CRLs online fail to process after download and offline ones cause a segfault #42
Description
Reported to Ubuntu initially #1879710 but may be better addressed here as it seems to affect any Linux distro I try.
Background:
Using a smart card (PIV) to log in to Ubuntu, utilising a Yubikey. Certificate is read, PIN prompts and logs in which is expected behavior. There is however no method for checking CRL's (Certificate Revocation Lists) reliably. This is needed for security in the event someone lost their smart card/Yubikey, it was compromised somehow, or just renewed with a new certificate. A CRL should be checked at each authentication attempt to validate that the certificate being presented is valid.
Issue:
When attempting to read a CRL, it either fails to download or causes a segfault.

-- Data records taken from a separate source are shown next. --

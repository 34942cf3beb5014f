/*
    Nyx, blazing fast astrodynamics
    Copyright (C) 2018-onwards Christopher Rabotin <christopher.rabotin@gmail.com>

    This program is free software: you can redistribute it and/or modify
    it under the terms of the GNU Affero General Public License as published
    by the Free Software Foundation, either version 3 of the License, or
    (at your option) any later version.

    This program is distributed in the hope that it will be useful,
    but WITHOUT ANY WARRANTY; without even the implied warranty of
    MERCHANTABILITY or FITNESS FOR A PARTICULAR PURPOSE.  See the
    GNU Affero General Public License for more details.

    You should have received a copy of the GNU Affero General Public License
    along with this program.  If not, see <https://www.gnu.org/licenses/>.
*/

use super::ParameterDriver;
use indexmap::IndexMap;

/// Number of partials per spacecraft state: position and velocity.
pub const STATE_PARTIALS: usize = 6;

/// Maps the name of each selected parameter span to its position on the partial derivatives axis.
///
/// The first `6 × n_states` positions are reserved for the Cartesian position and velocity of each
/// spacecraft state involved in a measurement, in the order of the states. Parameter spans follow,
/// in the order of the drivers. Spans sharing a name (e.g. an Earth orientation parameter seen by
/// two stations) share a single position.
///
/// The selection of parameters may change between two iterations of an estimator, so these
/// indices are rebuilt for each evaluation and must never be cached.
#[derive(Clone, Debug, Default, PartialEq)]
pub struct ParameterIndices {
    n_states: usize,
    spans: IndexMap<String, usize>,
}

impl ParameterIndices {
    /// Builds the indices for `n_states` spacecraft states and the provided drivers.
    /// Drivers which are not selected are ignored.
    pub fn build<'a, I>(n_states: usize, drivers: I) -> Self
    where
        I: IntoIterator<Item = &'a ParameterDriver>,
    {
        let mut spans = IndexMap::new();
        let mut next = STATE_PARTIALS * n_states;
        for driver in drivers {
            if !driver.is_selected() {
                continue;
            }
            for span in driver.spans() {
                if !spans.contains_key(&span.name) {
                    spans.insert(span.name.clone(), next);
                    next += 1;
                }
            }
        }
        debug!(
            "{} selected parameter span(s) after {} state partials",
            spans.len(),
            STATE_PARTIALS * n_states
        );
        Self { n_states, spans }
    }

    /// Number of spacecraft states on the axis
    pub fn n_states(&self) -> usize {
        self.n_states
    }

    /// Position of the first partial of the k-th state
    pub fn state_offset(k: usize) -> usize {
        STATE_PARTIALS * k
    }

    /// Total size of the partial derivatives axis
    pub fn free_parameters(&self) -> usize {
        STATE_PARTIALS * self.n_states + self.spans.len()
    }

    /// Position of the provided span name, if it is selected
    pub fn index_of(&self, span_name: &str) -> Option<usize> {
        self.spans.get(span_name).copied()
    }

    /// Number of selected parameter spans
    pub fn len(&self) -> usize {
        self.spans.len()
    }

    pub fn is_empty(&self) -> bool {
        self.spans.is_empty()
    }

    /// Iterates over the span names and their positions, in axis order
    pub fn iter(&self) -> impl Iterator<Item = (&str, usize)> {
        self.spans.iter().map(|(name, idx)| (name.as_str(), *idx))
    }
}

CRL's are set within the certificate to download over http, this part of the process works OK. When it checks for revocation it seems to go wrong.

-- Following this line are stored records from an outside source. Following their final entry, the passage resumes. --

/*
    Nyx, blazing fast astrodynamics
    Copyright (C) 2018-onwards Christopher Rabotin <christopher.rabotin@gmail.com>

    This program is free software: you can redistribute it and/or modify
    it under the terms of the GNU Affero General Public License as published
    by the Free Software Foundation, either version 3 of the License, or
    (at your option) any later version.

    This program is distributed in the hope that it will be useful,
    but WITHOUT ANY WARRANTY; without even the implied warranty of
    MERCHANTABILITY or FITNESS FOR A PARTICULAR PURPOSE.  See the
    GNU Affero General Public License for more details.

    You should have received a copy of the GNU Affero General Public License
    along with this program.  If not, see <https://www.gnu.org/licenses/>.
*/

use super::rangerate::radial_velocity;
use super::tdoa::DifferenceOfArrival;
use super::{Measurement, MeasurementType, ObservedMeasurement, Theoretical, TheoreticalEvaluation};
use crate::ad::{Derivation, Real};
use crate::cosmic::{SpacecraftState, SPEED_OF_LIGHT_KM_S};
use crate::errors::{InvalidParameterSnafu, MeasurementError};
use crate::od::ground_station::GroundStation;
use crate::od::observer::{ObservableSatellite, Observer};
use crate::od::params::ParameterDriver;
use crate::od::signal::TravelTimeSolver;
use crate::time::Epoch;
use snafu::ensure;

/// Frequency difference of arrival, in Hz, of a carrier emitted by a satellite at two ground stations.
///
/// The geometry is the one of [Tdoa](super::Tdoa): both stations receive the same emission.
#[derive(Clone, Debug, PartialEq)]
pub struct Fdoa {
    pub observed: ObservedMeasurement,
    pub prime: GroundStation,
    pub secondary: GroundStation,
    /// Frequency of the emitted carrier, in Hz
    pub centre_frequency_hz: f64,
    pub solver: TravelTimeSolver,
}

impl Fdoa {
    #[allow(clippy::too_many_arguments)]
    pub fn new(
        prime: GroundStation,
        secondary: GroundStation,
        centre_frequency_hz: f64,
        epoch: Epoch,
        fdoa_hz: f64,
        sigma_hz: f64,
        base_weight: f64,
        satellite: ObservableSatellite,
    ) -> Result<Self, MeasurementError> {
        ensure!(
            centre_frequency_hz.is_finite() && centre_frequency_hz > 0.0,
            InvalidParameterSnafu {
                name: "centre_frequency_hz",
                reason: format!("must be strictly positive, got {centre_frequency_hz}"),
            }
        );
        Ok(Self {
            observed: ObservedMeasurement::scalar(
                epoch,
                fdoa_hz,
                sigma_hz,
                base_weight,
                satellite,
            )?,
            prime,
            secondary,
            centre_frequency_hz,
            solver: TravelTimeSolver::default(),
        })
    }

    pub fn with_solver(mut self, solver: TravelTimeSolver) -> Self {
        self.solver = solver;
        self
    }
}

impl Measurement for Fdoa {
    fn observed(&self) -> &ObservedMeasurement {
        &self.observed
    }

    fn measurement_type(&self) -> MeasurementType {
        MeasurementType::Fdoa
    }

    fn parameter_drivers(&self) -> Vec<&ParameterDriver> {
        let mut drivers = self.prime.parameter_drivers();
        drivers.extend(self.secondary.parameter_drivers());
        drivers.extend(self.observed.satellite_drivers());
        drivers
    }
}

impl TheoreticalEvaluation for Fdoa {
    fn theoretical<T: Real, D: Derivation<T>>(
        &self,
        states: &[SpacecraftState],
        d: &D,
    ) -> Result<Theoretical<T>, MeasurementError> {
        let geometry = DifferenceOfArrival::solve(
            &self.solver,
            &self.prime,
            &self.secondary,
            &self.observed,
            states,
            d,
        )?;

        let emitter = &geometry.prime.emitter_pv;
        let prime_rate = radial_velocity(&geometry.prime.receiver_pv, emitter);
        let secondary_rate = radial_velocity(&geometry.secondary_pv, emitter);
        let fdoa =
            (prime_rate - secondary_rate) * (-self.centre_frequency_hz / SPEED_OF_LIGHT_KM_S);

        Ok(geometry.theoretical(vec![fdoa]))
    }
}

Online CRL's (crl_online in pam_pkcs11.conf) fail with the following error message:
ERROR:pkcs11_inspect.c:137: verify_certificate() failed: check_for_revocation() failed: verify_crl() failed: getting the certificate of the crl-issuer failed
Offline CRL's (crl_offline in pam_pkcs11.conf) fail with a segfault which seems to point at an issue with libcrypto:
[ 1563.825006] pkcs11_inspect[3820]: segfault at 18 ip 00007ff8e1a95300 sp 00007ffd6db03088 error 4 in libcrypto.so.1.1[7ff8e190e000+19f000]
[ 1563.825013] Code: 66 2e 0f 1f 84 00 00 00 00 00 48 8b 47 20 c3 66 66 2e 0f 1f 84 00 00 00 00 00 48 8b 47 28 c3 66 66 2e 0f 1f 84 00 00 00 00 00 <48> 8b 47 18 c3 66 66 2e 0f 1f 84 00 00 00 00 00 48 8b 47 38 c3 66
Workaround:
None - disabling CRL checking defeats the point and is highly insecure.
ocsp could be another potential workaround however this doesn't appear to have been included in the package(s).